When Andreasen read the statement on p. 383 of Questions on Doctrine which indicated that Christ was “exempt from the inherited passions and pollutions that corrupt the natural descendant of Adam,” he interpreted the word “passion” as the sum total of “man’s emotions.” Working with this definition, Andreasen argued that to exempt a person from passions would be to take away “all temptations that incite men to action” which “results in a creature less than a man, a kind of no-man, a shadow man, a non-entity . . . .” Thus, Andreasen contended, to state that Christ was exempt from the passions of humankind would be to rob him of his true and complete humanity—and his last generation teachings of its theological basis. The notion “that God exempted Christ from the passions that corrupt men” was for Andreasen “the acme of all heresy” brought in through the Adventist-evangelical conferences.

The General Conference administration responded immediately in February 1959 through a statement to union and local conference presidents in North America. In reference to Andreasen and Letters to the Churches, Figuhr wrote, “his evident purpose is to stir up trouble.” As such, Figuhr did not encourage “creating a great issue over the matter,” as Andreasen “would welcome it.” His continuing position on this matter was that Andreasen would soon blow off all steam and simmer down. At the same time, Figuhr attached Heppenstall’s March 3, 1959, letter to Andreasen to help administrators answer potential questions arising from Andreasen’s attacks.

At the same time, efforts were continually being made on a personal level to dissuade Andreasen from prolonging the controversy. On one occasion, R. R. Bietz, president of the Southern California Conference, asked Figuhr if Andreasen could be encouraged to “prepare a manuscript on the Atonement [sic] without any reference to any controversy” to “keep him busy” and “keep his mind off other things,” such as continuing to challenge church leaders. Figuhr was happy to follow this course of action. This manuscript, if Andreasen would manage to make it acceptable to the leaders, would be published by a denominational publishing house and both sides would be able to save face. Andreasen would be able to state his beliefs and have them published by the church, while the leaders would not need to change anything in Questions on Doctrine. Bietz worked hard to convince Andreasen that “this might be a tremendous contribution that he could make to the denomination,” but Andreasen was non-responsive to the suggestion.

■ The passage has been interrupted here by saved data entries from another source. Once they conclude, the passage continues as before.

mod account;
mod candidate;
mod election;
mod tally;
mod vote;
mod voter;

pub use account::*;
pub use candidate::*;
pub use election::*;
pub use tally::*;
pub use vote::*;
pub use voter::*;
// Application layer - use cases and orchestration over the repository

#[cfg(feature = "accounts")]
pub mod accounts;
pub mod error;
pub mod reporting;
pub mod service;

#[cfg(feature = "accounts")]
pub use accounts::AccountService;
pub use error::*;
pub use reporting::*;
pub use service::*;
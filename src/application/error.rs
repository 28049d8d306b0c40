use thiserror::Error;

use crate::domain::{CandidateId, ElectionId};

#[derive(Error, Debug)]
pub enum AppError {
    #[error("Invalid input: {0}")]
    Validation(String),

    #[error("Election with name \"{0}\" already exists")]
    DuplicateElectionName(String),

    #[error("Voter with ID \"{0}\" already exists")]
    DuplicateVoterId(String),

    #[error("Email \"{0}\" is already registered")]
    DuplicateEmail(String),

    #[error("An account for voter \"{0}\" already exists")]
    DuplicateAccount(String),

    #[error("Election not found: {0}")]
    UnknownElection(ElectionId),

    #[error("Candidate {candidate_id} is not running in election {election_id}")]
    UnknownCandidate {
        candidate_id: CandidateId,
        election_id: ElectionId,
    },

    #[error("Voter not found: {0}")]
    VoterNotFound(String),

    #[error("Voter {voter_id} has already voted in election {election_id}")]
    AlreadyVoted {
        voter_id: String,
        election_id: ElectionId,
    },

    #[error("Vote could not be recorded, nothing was changed: {0}")]
    Transaction(String),

    #[error("Invalid voter ID or password")]
    InvalidCredentials,

    #[error("Database error: {0}")]
    Database(#[from] anyhow::Error),
}

impl AppError {
    /// True for any unique-constraint style rejection.
    pub fn is_duplicate(&self) -> bool {
        matches!(
            self,
            AppError::DuplicateElectionName(_)
                | AppError::DuplicateVoterId(_)
                | AppError::DuplicateEmail(_)
                | AppError::DuplicateAccount(_)
        )
    }

    /// True when the request referenced a row that does not exist.
    pub fn is_reference(&self) -> bool {
        matches!(
            self,
            AppError::UnknownElection(_) | AppError::UnknownCandidate { .. }
        )
    }
}
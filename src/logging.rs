use tracing_subscriber::EnvFilter;

/// Install the global `tracing` subscriber.
///
/// `RUST_LOG` wins when set; otherwise the crate logs at `info`, or `debug`
/// with `verbose`. Output goes to stderr so that stdout stays parseable
/// (JSON and CSV output).
pub fn init(verbose: bool) {
    let default = if verbose {
        "suffragium=debug"
    } else {
        "suffragium=info"
    };

    let _ = tracing_subscriber::fmt()
        .with_env_filter(EnvFilter::try_from_default_env().unwrap_or_else(|_| default.into()))
        .with_writer(std::io::stderr)
        .with_target(false)
        .try_init();
}
use anyhow::Result;
use serde::Deserialize;
use std::collections::HashSet;
use std::io::Read;

use crate::application::{AppError, LedgerService};
use crate::domain::NewVoter;

/// Result of an import operation
#[derive(Debug, Clone, Default)]
pub struct ImportResult {
    pub imported: usize,
    pub skipped: usize,
    pub errors: Vec<ImportError>,
}

/// Error that occurred on one input line
#[derive(Debug, Clone)]
pub struct ImportError {
    pub line: usize,
    pub error: String,
}

/// Options for import operations
#[derive(Debug, Clone, Default)]
pub struct ImportOptions {
    /// Run every check the import would, including duplicates, without
    /// writing anything
    pub dry_run: bool,
    /// Count rows that clash with existing voters as skipped instead of failed
    pub skip_duplicates: bool,
}

#[derive(Debug, Deserialize)]
struct VoterRecord {
    voter_id: String,
    name: String,
    #[serde(default)]
    email: Option<String>,
    #[serde(default)]
    phone: Option<String>,
}

/// Importer for bulk-loading voters
pub struct Importer<'a> {
    service: &'a LedgerService,
}

impl<'a> Importer<'a> {
    pub fn new(service: &'a LedgerService) -> Self {
        Self { service }
    }

    /// Import voters from CSV with a `voter_id,name,email,phone` header.
    /// Extra columns (such as `has_voted` from an export) are ignored.
    pub async fn import_voters_csv<R: Read>(
        &self,
        reader: R,
        options: ImportOptions,
    ) -> Result<ImportResult> {
        let mut csv_reader = csv::Reader::from_reader(reader);
        let mut result = ImportResult::default();
        let mut seen = SeenVoters::default();

        for (index, record) in csv_reader.deserialize::<VoterRecord>().enumerate() {
            let line = index + 2; // header is line 1

            let record = match record {
                Ok(r) => r,
                Err(e) => {
                    result.errors.push(ImportError {
                        line,
                        error: format!("CSV parse error: {}", e),
                    });
                    continue;
                }
            };

            let outcome = if options.dry_run {
                self.check_record(record, &mut seen).await
            } else {
                self.service
                    .create_voter(&record.voter_id, &record.name, record.email, record.phone)
                    .await
                    .map(|_| ())
            };

            match outcome {
                Ok(()) => result.imported += 1,
                Err(e) if e.is_duplicate() && options.skip_duplicates => result.skipped += 1,
                Err(e) => result.errors.push(ImportError {
                    line,
                    error: e.to_string(),
                }),
            }
        }

        Ok(result)
    }

    /// Dry-run a record: the service's pre-checks against stored voters,
    /// then clashes with earlier rows of the same file.
    async fn check_record(
        &self,
        record: VoterRecord,
        seen: &mut SeenVoters,
    ) -> Result<(), AppError> {
        let new = NewVoter::new(record.voter_id, record.name)
            .with_email(record.email)
            .with_phone(record.phone);
        self.service.check_new_voter(&new).await?;

        if seen.voter_ids.contains(&new.voter_id) {
            return Err(AppError::DuplicateVoterId(new.voter_id));
        }
        if let Some(email) = &new.email {
            if seen.emails.contains(email) {
                return Err(AppError::DuplicateEmail(email.clone()));
            }
            seen.emails.insert(email.clone());
        }
        seen.voter_ids.insert(new.voter_id);
        Ok(())
    }
}

/// Voter ids and emails accepted so far during a dry run
#[derive(Default)]
struct SeenVoters {
    voter_ids: HashSet<String>,
    emails: HashSet<String>,
}
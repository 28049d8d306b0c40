use chrono::{NaiveDate, Utc};
use tracing::{debug, info, warn};

use crate::config::LedgerConfig;
use crate::domain::{
    build_integrity_report, build_standings, Candidate, CandidateEntry, CandidateId, Election,
    ElectionId, IntegrityReport, NewCandidate, NewElection, NewVoter, Vote, Voter,
};
use crate::storage::{unique_violation, Repository};

use super::{AppError, Dashboard, ResultsPage, ResultsSelection};

/// Application service providing the ledger's operations.
/// This is the primary interface for any client (CLI, API, etc.).
pub struct LedgerService {
    repo: Repository,
}

/// A successfully cast vote with the names needed to confirm it.
pub struct CastVoteResult {
    pub vote: Vote,
    pub voter: Voter,
    pub election_name: String,
    pub candidate_name: String,
}

impl LedgerService {
    /// Create a new ledger service over an existing repository.
    pub fn new(repo: Repository) -> Self {
        Self { repo }
    }

    /// Open the database described by `config`, creating the schema if needed.
    pub async fn init(config: &LedgerConfig) -> Result<Self, AppError> {
        let repo = Repository::init(config).await?;
        debug!(path = %config.database_path().display(), "ledger initialized");
        Ok(Self::new(repo))
    }

    /// Connect to an existing database.
    pub async fn connect(config: &LedgerConfig) -> Result<Self, AppError> {
        let repo = Repository::connect(config).await?;
        Ok(Self::new(repo))
    }

    pub fn repository(&self) -> &Repository {
        &self.repo
    }

    // ========================
    // Elections
    // ========================

    /// Register a new election. Elections start inactive.
    pub async fn create_election(
        &self,
        name: &str,
        election_type: &str,
        start_date: Option<NaiveDate>,
        end_date: Option<NaiveDate>,
    ) -> Result<Election, AppError> {
        let new = NewElection::new(name, election_type).with_dates(start_date, end_date);
        new.validate().map_err(AppError::Validation)?;

        if self.repo.get_election_by_name(&new.name).await?.is_some() {
            return Err(AppError::DuplicateElectionName(new.name));
        }

        let election = self.repo.insert_election(&new).await.map_err(|e| {
            if unique_violation(&e).is_some() {
                AppError::DuplicateElectionName(new.name.clone())
            } else {
                AppError::Database(e)
            }
        })?;

        info!(election_id = election.id, name = %election.name, "election created");
        Ok(election)
    }

    pub async fn get_election(&self, id: ElectionId) -> Result<Election, AppError> {
        self.repo
            .get_election(id)
            .await?
            .ok_or(AppError::UnknownElection(id))
    }

    pub async fn list_elections(&self) -> Result<Vec<Election>, AppError> {
        Ok(self.repo.list_elections().await?)
    }

    // ========================
    // Voters
    // ========================

    /// Register a voter. Blank email/phone are stored as absent.
    pub async fn create_voter(
        &self,
        voter_id: &str,
        name: &str,
        email: Option<String>,
        phone: Option<String>,
    ) -> Result<Voter, AppError> {
        let new = NewVoter::new(voter_id, name)
            .with_email(email)
            .with_phone(phone);
        self.check_new_voter(&new).await?;

        let voter = self.repo.insert_voter(&new).await.map_err(|e| {
            match unique_violation(&e) {
                Some(msg) if msg.contains("voters.email") => {
                    AppError::DuplicateEmail(new.email.clone().unwrap_or_default())
                }
                Some(_) => AppError::DuplicateVoterId(new.voter_id.clone()),
                None => AppError::Database(e),
            }
        })?;

        info!(voter_id = %voter.voter_id, "voter registered");
        Ok(voter)
    }

    /// Everything `create_voter` checks before writing: required fields and
    /// clashes with stored voter ids or emails.
    pub async fn check_new_voter(&self, new: &NewVoter) -> Result<(), AppError> {
        new.validate().map_err(AppError::Validation)?;

        if self.repo.get_voter(&new.voter_id).await?.is_some() {
            return Err(AppError::DuplicateVoterId(new.voter_id.clone()));
        }
        if let Some(email) = &new.email {
            if self.repo.get_voter_by_email(email).await?.is_some() {
                return Err(AppError::DuplicateEmail(email.clone()));
            }
        }
        Ok(())
    }

    /// Look a voter up by external voter id.
    pub async fn get_voter(&self, voter_id: &str) -> Result<Voter, AppError> {
        self.repo
            .get_voter(voter_id.trim())
            .await?
            .ok_or_else(|| AppError::VoterNotFound(voter_id.trim().to_string()))
    }

    pub async fn list_voters(&self) -> Result<Vec<Voter>, AppError> {
        Ok(self.repo.list_voters().await?)
    }

    // ========================
    // Candidates
    // ========================

    pub async fn create_candidate(
        &self,
        election_id: ElectionId,
        name: &str,
        party: Option<String>,
    ) -> Result<Candidate, AppError> {
        let new = NewCandidate::new(election_id, name).with_party(party);
        new.validate().map_err(AppError::Validation)?;

        let election = self.get_election(election_id).await?;
        let candidate = self.repo.insert_candidate(&new).await?;

        info!(
            candidate_id = candidate.id,
            election = %election.name,
            name = %candidate.name,
            "candidate added"
        );
        Ok(candidate)
    }

    /// All candidates with their election's name, by election name then candidate name.
    pub async fn list_candidates(&self) -> Result<Vec<CandidateEntry>, AppError> {
        Ok(self.repo.list_candidates().await?)
    }

    // ========================
    // Voting
    // ========================

    /// Cast a vote for `candidate_id` in `election_id` on behalf of the
    /// voter with external id `voter_id`.
    ///
    /// The audit row, the candidate's tally and the voter's `has_voted`
    /// flag change together or not at all. `has_voted` is global: it is
    /// set no matter which election the vote is for.
    pub async fn cast_vote(
        &self,
        voter_id: &str,
        election_id: ElectionId,
        candidate_id: CandidateId,
    ) -> Result<CastVoteResult, AppError> {
        let voter_id = voter_id.trim();
        if voter_id.is_empty() {
            return Err(AppError::Validation(
                "Voter ID, election and candidate are required".to_string(),
            ));
        }

        let voter = match self.repo.get_voter(voter_id).await? {
            Some(voter) => voter,
            None => {
                warn!(voter_id, election_id, "vote rejected: unknown voter");
                return Err(AppError::VoterNotFound(voter_id.to_string()));
            }
        };

        let election = self.get_election(election_id).await?;
        let candidate = self
            .repo
            .get_candidate(candidate_id)
            .await?
            .filter(|c| c.election_id == election_id)
            .ok_or(AppError::UnknownCandidate {
                candidate_id,
                election_id,
            })?;

        if self.repo.find_vote(voter.id, election_id).await?.is_some() {
            warn!(voter_id, election_id, "vote rejected: already voted");
            return Err(AppError::AlreadyVoted {
                voter_id: voter_id.to_string(),
                election_id,
            });
        }

        let vote = self
            .repo
            .record_vote(voter.id, election_id, candidate_id, Utc::now())
            .await
            .map_err(|e| {
                if unique_violation(&e).is_some() {
                    warn!(voter_id, election_id, "vote rejected: concurrent ballot won");
                    AppError::AlreadyVoted {
                        voter_id: voter_id.to_string(),
                        election_id,
                    }
                } else {
                    let reason = format!("{e:#}");
                    warn!(voter_id, election_id, error = %reason, "vote rolled back");
                    AppError::Transaction(reason)
                }
            })?;

        info!(
            vote_id = vote.id,
            voter_id,
            election_id,
            candidate_id,
            "vote recorded"
        );

        Ok(CastVoteResult {
            vote,
            voter: Voter {
                has_voted: true,
                ..voter
            },
            election_name: election.name,
            candidate_name: candidate.name,
        })
    }

    /// Whether the voter has a vote recorded in this specific election.
    pub async fn has_voted_in(
        &self,
        voter_id: &str,
        election_id: ElectionId,
    ) -> Result<bool, AppError> {
        let voter = self.get_voter(voter_id).await?;
        Ok(self.repo.find_vote(voter.id, election_id).await?.is_some())
    }

    pub async fn list_votes(&self) -> Result<Vec<Vote>, AppError> {
        Ok(self.repo.list_votes().await?)
    }

    // ========================
    // Reporting
    // ========================

    /// Counts of every entity plus all candidates ranked within their election.
    pub async fn dashboard(&self) -> Result<Dashboard, AppError> {
        let counts = self.repo.counts().await?;
        let candidates = self.repo.list_candidates_by_tally().await?;

        Ok(Dashboard {
            election_count: counts.elections,
            voter_count: counts.voters,
            candidate_count: counts.candidates,
            vote_count: counts.votes,
            candidates,
        })
    }

    /// Results for one election. An id that matches no election yields an
    /// `Invalid` selection rather than an error.
    pub async fn results(&self, election_id: Option<ElectionId>) -> Result<ResultsPage, AppError> {
        let elections = self.repo.list_elections().await?;

        let selection = match election_id {
            None => ResultsSelection::None,
            Some(id) => match elections.iter().find(|e| e.id == id) {
                None => {
                    debug!(election_id = id, "results requested for unknown election");
                    ResultsSelection::Invalid { election_id: id }
                }
                Some(election) => {
                    let candidates = self.repo.list_candidates_for_election(id).await?;
                    let total_votes = self.repo.count_votes_for_election(id).await?;
                    ResultsSelection::Selected {
                        election: election.clone(),
                        total_votes,
                        standings: build_standings(candidates),
                    }
                }
            },
        };

        Ok(ResultsPage {
            elections,
            selection,
        })
    }

    // ========================
    // Integrity
    // ========================

    /// Recompute tallies from the vote log and report any disagreement.
    pub async fn check_integrity(&self) -> Result<IntegrityReport, AppError> {
        let stats = self.repo.get_integrity_stats().await?;
        let counted_total = self.repo.sum_tallies().await?;
        let report = build_integrity_report(&stats, counted_total);

        if !report.is_healthy() {
            warn!(issues = report.issues.len(), "ledger integrity check failed");
        }
        Ok(report)
    }
}
pub mod export;
pub mod import;

pub use export::{Exporter, LedgerSnapshot};
pub use import::{ImportError, ImportOptions, ImportResult, Importer};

By June 1960, all hope of reconciliation was extinguished and the dialogues came to an insurmountable impasse. Andreasen felt the leaders of the church were united in compromise and apostasy—unwilling to listen to his voice of reason and truth. The leaders felt that all public and private overtures toward Andreasen had been exhausted and that the church was in need of a strong theological response to his charges. It fell upon A. V. Olson to provide such a response—a comprehensive theological critique of Andreasen’s writings. Olson’s document, entitled “An Examination of M. L. Andreasen’s Objections to the Book Seventh-day Adventists Answer Questions on Doctrine,” was the most complete defense of the church leaders’ position that appeared during this period, providing rebuttals to eight major objections submitted by Andreasen from 1957 through 1960. In each of his refutations against Andreasen, Olson sought to demonstrate that Andreasen was self-contradictory and out of harmony with the inspired writings that he purported to defend.

The interactions that took place between Andreasen and the church leaders in the final year of the retired theologian’s life were as tumultuous as those that took place in the preceding four years. In his rejoinder to Olson entitled “A Most Dangerous Heresy,” Andreasen reiterated his grievances against Questions on Doctrine. In a departure from his observation three years earlier that “only the section on the Atonement [sic] . . . is unacceptable and must be recalled,” he now claimed that it was the book’s stance on the human nature of Christ that was the most reprehensible.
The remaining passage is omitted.